Miss Eliza – Annabel Abbs

Londres, 1835. Derrière le long bureau, le verdict tombe : « Une dame n’a pas à se mêler de poésie. » Miss Eliza Acton qui a déjà publié un recueil de poésie, est venue à Londres rencontrer un grand éditeur auquel elle a envoyé ses nouveaux poèmes. Elle ne s’attendait pas à cette réponse. Et certainement pas à la dernière remarque : « Écrivez- moi un roman gothique. Ça marche bien. Ou, mieux : un livre de cuisine ! Je vous publierai. ».

Dès le début du roman, j’ai été scotchée par le style de l’auteure. Dans le Londres victorien, Eliza Acton (qui a existé réellement) arrive et décrit son chemin au milieu des fossés et ordures, sous un soleil écrasant, tous les sens sont sollicités. On s’y voit. Comme dans « Le Parfum ». Poétique et réaliste à la fois, je tombe amoureuse dès le début du style de l’auteure. Rien qu’avec des mots, on se retrouve comme projetés à cet endroit.

L’histoire : Eliza, jeune femme d’une famille bourgeoise commerçante, revient chez elle après avoir reçu une fin de non recevoir d’un éditeur, qui a refusé ses nouveaux poèmes. Elle habite dans un manoir à la périphérie de Londres avec ses parents, son père est brasseur, elle a trois jeunes soeurs et un frère. Le même soir, le père rentre, complêtement paniqué : ils sont ruinés, il a fait faillite. Pour éviter la prison, il s’exile à Calais. Ils doivent tout vendre. Maison, ameublement, bijoux, terres, vêtements, et au grand malheur d’Éliza, leurs livres. Elle qui est poète et se nourrit de poèmes.
Une de ses soeurs est mariée, pas de souci pour elle. Les deux autres sont placées comme gouvernantes, le frère s’engage dans l’armée.
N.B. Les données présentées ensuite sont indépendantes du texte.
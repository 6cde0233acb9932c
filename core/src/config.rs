//! Backend connection settings.

use std::env;

use crate::error::ConfigError;

pub const BACKEND_URL_VAR: &str = "WORKDESK_BACKEND_URL";
pub const PROJECT_ID_VAR: &str = "WORKDESK_PROJECT_ID";
pub const PUBLIC_KEY_VAR: &str = "WORKDESK_PUBLIC_KEY";

/// Where the record backend lives and which project to address.
#[derive(Debug, Clone, PartialEq, Eq)]
pub struct BackendConfig {
    pub base_url: String,
    pub project_id: String,
    pub public_key: String,
}

impl BackendConfig {
    pub fn new(base_url: &str, project_id: &str, public_key: &str) -> Self {
        Self {
            base_url: base_url.trim_end_matches('/').to_string(),
            project_id: project_id.to_string(),
            public_key: public_key.to_string(),
        }
    }

    /// Read the configuration from `WORKDESK_*` environment variables.
    pub fn from_env() -> Result<Self, ConfigError> {
        Self::from_lookup(|name| env::var(name).ok())
    }

    fn from_lookup(lookup: impl Fn(&str) -> Option<String>) -> Result<Self, ConfigError> {
        let require = |name: &'static str| lookup(name).ok_or(ConfigError::Missing(name));
        let base_url = require(BACKEND_URL_VAR)?;
        let project_id = require(PROJECT_ID_VAR)?;
        let public_key = require(PUBLIC_KEY_VAR)?;
        Ok(Self::new(&base_url, &project_id, &public_key))
    }
}

#[cfg(test)]
mod tests {
    use std::collections::HashMap;

    use super::*;

    fn lookup_from(pairs: &[(&str, &str)]) -> impl Fn(&str) -> Option<String> {
        let map: HashMap<String, String> = pairs
            .iter()
            .map(|(k, v)| (k.to_string(), v.to_string()))
            .collect();
        move |name| map.get(name).cloned()
    }

    #[test]
    fn new_strips_trailing_slash() {
        let config = BackendConfig::new("http://localhost:3000/", "p", "k");
        assert_eq!(config.base_url, "http://localhost:3000");
    }

    #[test]
    fn from_lookup_reads_all_variables() {
        let config = BackendConfig::from_lookup(lookup_from(&[
            (BACKEND_URL_VAR, "http://backend/"),
            (PROJECT_ID_VAR, "proj-1"),
            (PUBLIC_KEY_VAR, "key-1"),
        ]))
        .unwrap();
        assert_eq!(config, BackendConfig::new("http://backend", "proj-1", "key-1"));
    }

    #[test]
    fn from_lookup_reports_first_missing_variable() {
        let err = BackendConfig::from_lookup(lookup_from(&[(BACKEND_URL_VAR, "http://backend")]))
            .unwrap_err();
        assert!(matches!(err, ConfigError::Missing(PROJECT_ID_VAR)));
    }
}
La mère d’Éliza, femme pieuse qui gérait la maisonnée d’une main de fer, doit renvoyer tous les domestiques, elle gardera pourtant sa bonne la plus proche, Harriet.
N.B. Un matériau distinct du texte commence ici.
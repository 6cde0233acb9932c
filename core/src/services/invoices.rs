//! Invoice records.
//!
//! Unlike tasks and clients, invoice input is checked locally before any
//! request is built: a create needs a project, a positive amount and a due
//! date, and an update may not set a non-positive amount.

use std::sync::Arc;

use chrono::{DateTime, Utc};
use serde::Serialize;
use tracing::error;

use crate::client::RecordClient;
use crate::clock::Clock;
use crate::envelope::{FetchParams, SortType};
use crate::error::ApiError;
use crate::http::{HttpRequest, HttpResponse};
use crate::services::iso_timestamp;
use crate::types::{Invoice, InvoiceInput, RecordId};

pub const INVOICE_TABLE: &str = "app_invoice";

const INVOICE_FIELDS: &[&str] = &[
    "Name",
    "clientId",
    "projectId",
    "amount",
    "status",
    "dueDate",
    "paymentDate",
];

const DEFAULT_STATUS: &str = "draft";

#[derive(Serialize)]
#[serde(rename_all = "camelCase")]
struct NewInvoiceRecord<'a> {
    #[serde(rename = "Name")]
    name: String,
    client_id: Option<RecordId>,
    project_id: RecordId,
    amount: f64,
    status: &'a str,
    due_date: &'a str,
    payment_date: Option<&'a str>,
}

/// Partial update: absent fields are not sent.
#[derive(Default, Serialize)]
#[serde(rename_all = "camelCase")]
struct InvoicePatch<'a> {
    #[serde(rename = "Id")]
    id: RecordId,
    #[serde(skip_serializing_if = "Option::is_none")]
    client_id: Option<RecordId>,
    #[serde(skip_serializing_if = "Option::is_none")]
    project_id: Option<RecordId>,
    #[serde(skip_serializing_if = "Option::is_none")]
    amount: Option<f64>,
    #[serde(skip_serializing_if = "Option::is_none")]
    status: Option<&'a str>,
    #[serde(skip_serializing_if = "Option::is_none")]
    due_date: Option<&'a str>,
    #[serde(skip_serializing_if = "Option::is_none")]
    payment_date: Option<String>,
}

fn is_positive(amount: f64) -> bool {
    amount > 0.0
}

#[derive(Debug, Clone)]
pub struct InvoiceService {
    client: RecordClient,
    clock: Arc<dyn Clock>,
}

impl InvoiceService {
    pub fn new(client: RecordClient, clock: Arc<dyn Clock>) -> Self {
        Self { client, clock }
    }

    /// All invoices, latest due date first.
    pub fn build_list_invoices(&self) -> Result<HttpRequest, ApiError> {
        let params = FetchParams::with_fields(INVOICE_FIELDS).order_by("dueDate", SortType::Desc);
        self.client.build_fetch_records(INVOICE_TABLE, &params)
    }

    pub fn parse_list_invoices(&self, response: HttpResponse) -> Result<Vec<Invoice>, ApiError> {
        self.client
            .parse_fetch_records(response)
            .inspect_err(|e| error!(error = %e, "failed to fetch invoices"))
    }

    pub fn build_get_invoice(&self, id: RecordId) -> HttpRequest {
        self.client.build_get_record(INVOICE_TABLE, id, INVOICE_FIELDS)
    }

    pub fn parse_get_invoice(&self, id: RecordId, response: HttpResponse) -> Result<Invoice, ApiError> {
        self.client
            .parse_get_record(response)
            .inspect_err(|e| error!(invoice_id = id, error = %e, "failed to fetch invoice"))
    }

    /// Validate and build a create. The invoice is named after the current
    /// epoch milliseconds and starts as a draft unless a status is given.
    pub fn build_create_invoice(&self, input: &InvoiceInput) -> Result<HttpRequest, ApiError> {
        let project_id = input
            .project_id
            .ok_or_else(|| ApiError::InvalidInput("Project ID is required".to_string()))?;
        let amount = input
            .amount
            .filter(|amount| is_positive(*amount))
            .ok_or_else(|| ApiError::InvalidInput("Amount must be greater than 0".to_string()))?;
        let due_date = input
            .due_date
            .as_deref()
            .filter(|date| !date.is_empty())
            .ok_or_else(|| ApiError::InvalidInput("Due date is required".to_string()))?;

        let record = NewInvoiceRecord {
            name: format!("Invoice-{}", self.clock.now().timestamp_millis()),
            client_id: input.client_id,
            project_id,
            amount,
            status: input.status.as_deref().unwrap_or(DEFAULT_STATUS),
            due_date,
            payment_date: input.payment_date.as_deref(),
        };
        self.client.build_create_records(INVOICE_TABLE, &[record])
    }

    pub fn parse_create_invoice(&self, response: HttpResponse) -> Result<Option<Invoice>, ApiError> {
        self.client
            .parse_mutation(response)
            .inspect_err(|e| error!(error = %e, "failed to create invoice"))
    }

    pub fn build_update_invoice(&self, id: RecordId, input: &InvoiceInput) -> Result<HttpRequest, ApiError> {
        if input.amount.is_some_and(|amount| !is_positive(amount)) {
            return Err(ApiError::InvalidInput("Amount must be greater than 0".to_string()));
        }
        let patch = InvoicePatch {
            id,
            client_id: input.client_id,
            project_id: input.project_id,
            amount: input.amount,
            status: input.status.as_deref(),
            due_date: input.due_date.as_deref(),
            payment_date: input.payment_date.clone(),
        };
        self.client.build_update_records(INVOICE_TABLE, &[patch])
    }

    pub fn build_mark_invoice_sent(&self, id: RecordId) -> Result<HttpRequest, ApiError> {
        let patch = InvoicePatch {
            id,
            status: Some("sent"),
            ..InvoicePatch::default()
        };
        self.client.build_update_records(INVOICE_TABLE, &[patch])
    }

    pub fn build_mark_invoice_paid(&self, id: RecordId, payment_date: DateTime<Utc>) -> Result<HttpRequest, ApiError> {
        let patch = InvoicePatch {
            id,
            status: Some("paid"),
            payment_date: Some(iso_timestamp(payment_date)),
            ..InvoicePatch::default()
        };
        self.client.build_update_records(INVOICE_TABLE, &[patch])
    }

    /// Parses the response to updates and to the mark-sent/mark-paid shortcuts.
    pub fn parse_update_invoice(&self, response: HttpResponse) -> Result<Option<Invoice>, ApiError> {
        self.client
            .parse_mutation(response)
            .inspect_err(|e| error!(error = %e, "failed to update invoice"))
    }

    pub fn build_delete_invoice(&self, id: RecordId) -> HttpRequest {
        self.client.build_delete_records(INVOICE_TABLE, &[id])
    }

    pub fn parse_delete_invoice(&self, id: RecordId, response: HttpResponse) -> Result<(), ApiError> {
        self.client
            .parse_delete(response)
            .inspect_err(|e| error!(invoice_id = id, error = %e, "failed to delete invoice"))
    }
}

#[cfg(test)]
mod tests {
    use chrono::TimeZone;
    use serde_json::{json, Value};

    use super::*;
    use crate::clock::ManualClock;
    use crate::config::BackendConfig;

    fn now() -> DateTime<Utc> {
        Utc.with_ymd_and_hms(2024, 6, 1, 12, 0, 0).unwrap()
    }

    fn service() -> InvoiceService {
        let client = RecordClient::new(&BackendConfig::new("http://localhost:3000", "p", "k"));
        InvoiceService::new(client, Arc::new(ManualClock::new(now())))
    }

    fn valid_input() -> InvoiceInput {
        InvoiceInput {
            client_id: Some(3),
            project_id: Some(8),
            amount: Some(1250.5),
            due_date: Some("2024-07-01".to_string()),
            ..InvoiceInput::default()
        }
    }

    fn body(req: &HttpRequest) -> Value {
        serde_json::from_str(req.body.as_deref().unwrap()).unwrap()
    }

    fn invalid_input_message(result: Result<HttpRequest, ApiError>) -> String {
        match result {
            Err(ApiError::InvalidInput(message)) => message,
            other => panic!("expected InvalidInput, got {other:?}"),
        }
    }

    #[test]
    fn service_debug_names_its_clock() {
        let printed = format!("{:?}", service().clone());
        assert!(printed.starts_with("InvoiceService"));
        assert!(printed.contains("ManualClock"));
    }

    #[test]
    fn list_orders_by_due_date_descending() {
        let req = service().build_list_invoices().unwrap();
        assert_eq!(req.path, "http://localhost:3000/tables/app_invoice/records/query");
        assert_eq!(body(&req)["orderBy"], json!([{"fieldName": "dueDate", "sorttype": "DESC"}]));
    }

    #[test]
    fn create_names_invoice_and_defaults_status() {
        let req = service().build_create_invoice(&valid_input()).unwrap();
        assert_eq!(
            body(&req),
            json!({"records": [{
                "Name": format!("Invoice-{}", now().timestamp_millis()),
                "clientId": 3,
                "projectId": 8,
                "amount": 1250.5,
                "status": "draft",
                "dueDate": "2024-07-01",
                "paymentDate": null
            }]})
        );
    }

    #[test]
    fn create_requires_project() {
        let input = InvoiceInput {
            project_id: None,
            ..valid_input()
        };
        assert_eq!(invalid_input_message(service().build_create_invoice(&input)), "Project ID is required");
    }

    #[test]
    fn create_requires_positive_amount() {
        for amount in [None, Some(0.0), Some(-5.0), Some(f64::NAN)] {
            let input = InvoiceInput {
                amount,
                ..valid_input()
            };
            assert_eq!(
                invalid_input_message(service().build_create_invoice(&input)),
                "Amount must be greater than 0"
            );
        }
    }

    #[test]
    fn create_requires_due_date() {
        for due_date in [None, Some(String::new())] {
            let input = InvoiceInput {
                due_date,
                ..valid_input()
            };
            assert_eq!(invalid_input_message(service().build_create_invoice(&input)), "Due date is required");
        }
    }

    #[test]
    fn update_sends_only_supplied_fields() {
        let input = InvoiceInput {
            status: Some("sent".to_string()),
            ..InvoiceInput::default()
        };
        let req = service().build_update_invoice(9, &input).unwrap();
        assert_eq!(body(&req), json!({"records": [{"Id": 9, "status": "sent"}]}));
    }

    #[test]
    fn update_rejects_non_positive_amount() {
        let input = InvoiceInput {
            amount: Some(0.0),
            ..InvoiceInput::default()
        };
        assert_eq!(
            invalid_input_message(service().build_update_invoice(9, &input)),
            "Amount must be greater than 0"
        );
    }

    #[test]
    fn mark_sent_and_paid() {
        let sent = service().build_mark_invoice_sent(9).unwrap();
        assert_eq!(body(&sent), json!({"records": [{"Id": 9, "status": "sent"}]}));

        let paid_on = Utc.with_ymd_and_hms(2024, 6, 20, 0, 0, 0).unwrap();
        let paid = service().build_mark_invoice_paid(9, paid_on).unwrap();
        assert_eq!(
            body(&paid),
            json!({"records": [{"Id": 9, "status": "paid", "paymentDate": "2024-06-20T00:00:00.000Z"}]})
        );
    }

    #[test]
    fn parse_list_invoices_reads_amounts() {
        let response = HttpResponse::new(
            200,
            r#"{"success":true,"data":[{"Id":1,"Name":"Invoice-1","amount":99.95,"paymentDate":null}]}"#,
        );
        let invoices = service().parse_list_invoices(response).unwrap();
        assert_eq!(invoices[0].amount, Some(99.95));
        assert_eq!(invoices[0].payment_date, None);
    }
}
Seule avec sa fille ainée Éliza, trente-six ans, et la bonne, elle loue une maison à Londres qu’elle transforme en pension de famille. Harriet fait de la piètre cuisine, alors pour garder ses hôtes, Eliza se propose de prendre en mains la cuisine. Mais les livres de cuisines existants ne sont que deux, et les explications sont compliquées, peu précises, et surtout mal écrites, à son avis.
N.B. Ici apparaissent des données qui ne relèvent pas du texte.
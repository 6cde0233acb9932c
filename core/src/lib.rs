//! Data-access core for the workdesk business app: clients, invoices, tasks.
//!
//! # Overview
//! Persistence, querying and validation happen in a hosted record backend.
//! This crate builds the backend's `HttpRequest` values and parses its
//! `HttpResponse` envelopes without touching the network (host-does-IO
//! pattern); the caller executes the round trip.
//!
//! The one piece of local state is the [`TimeTracker`]: start/stop timers
//! and completed time logs per task, which the backend schema has no room
//! for. [`TaskService`] keeps it in step with the task table.
//!
//! # Design
//! - `RecordClient` knows routes and envelopes; the services in
//!   [`services`] know tables, fields and record shapes.
//! - The tracker is an explicit component shared as `Arc<TimeTracker>`;
//!   it is `Send + Sync` and takes an injectable [`Clock`].
//! - DTOs are defined independently from the mock-server crate; integration
//!   tests catch schema drift.

pub mod client;
pub mod clock;
pub mod config;
pub mod envelope;
pub mod error;
pub mod http;
pub mod services;
pub mod tracker;
pub mod types;

pub use client::RecordClient;
pub use clock::{Clock, ManualClock, SystemClock};
pub use config::BackendConfig;
pub use envelope::{FetchParams, SortType};
pub use error::{ApiError, ConfigError, SeedError, TimerError};
pub use http::{HttpMethod, HttpRequest, HttpResponse};
pub use services::{ClientService, InvoiceService, TaskService, TrackedTask};
pub use tracker::{ActiveTimer, TimeLog, TimeTracker, TimeTrackingState};
pub use types::{Client, ClientInput, Invoice, InvoiceInput, RecordId, Task, TaskInput};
Alors elle l’écrira, ce livre de cuisine. Avec l’aide d’Ann, très jeune fille d’une famille extrêmement pauvre, recommandée par le Pasteur et sa femme, qui dirigent leur paroisse comme si les paroissiens leur appartenaient. Eliza qui a un palais délicat, décide des premières recettes, Anne note tout sur une ardoise, et si c’est raté elles recommencent. Le soir, Eliza recopie donc les recettes réussies avec la liste des ingrédients à part, la longueur de cuisson, etc, mais le plus joliment possible, voulant que ce livre puisse être lu aussi comme un livre, par les amateurs de bonne et saine cuisine.

Malgré une mère qui doute de ses capacités, et qui essaie de marier Eliza à chaque vieux veuf qu’elle rencontre, Eliza et Jane feront un tandem parfait pendant dix ans, et ce livre sera réédité jusqu’en 1960.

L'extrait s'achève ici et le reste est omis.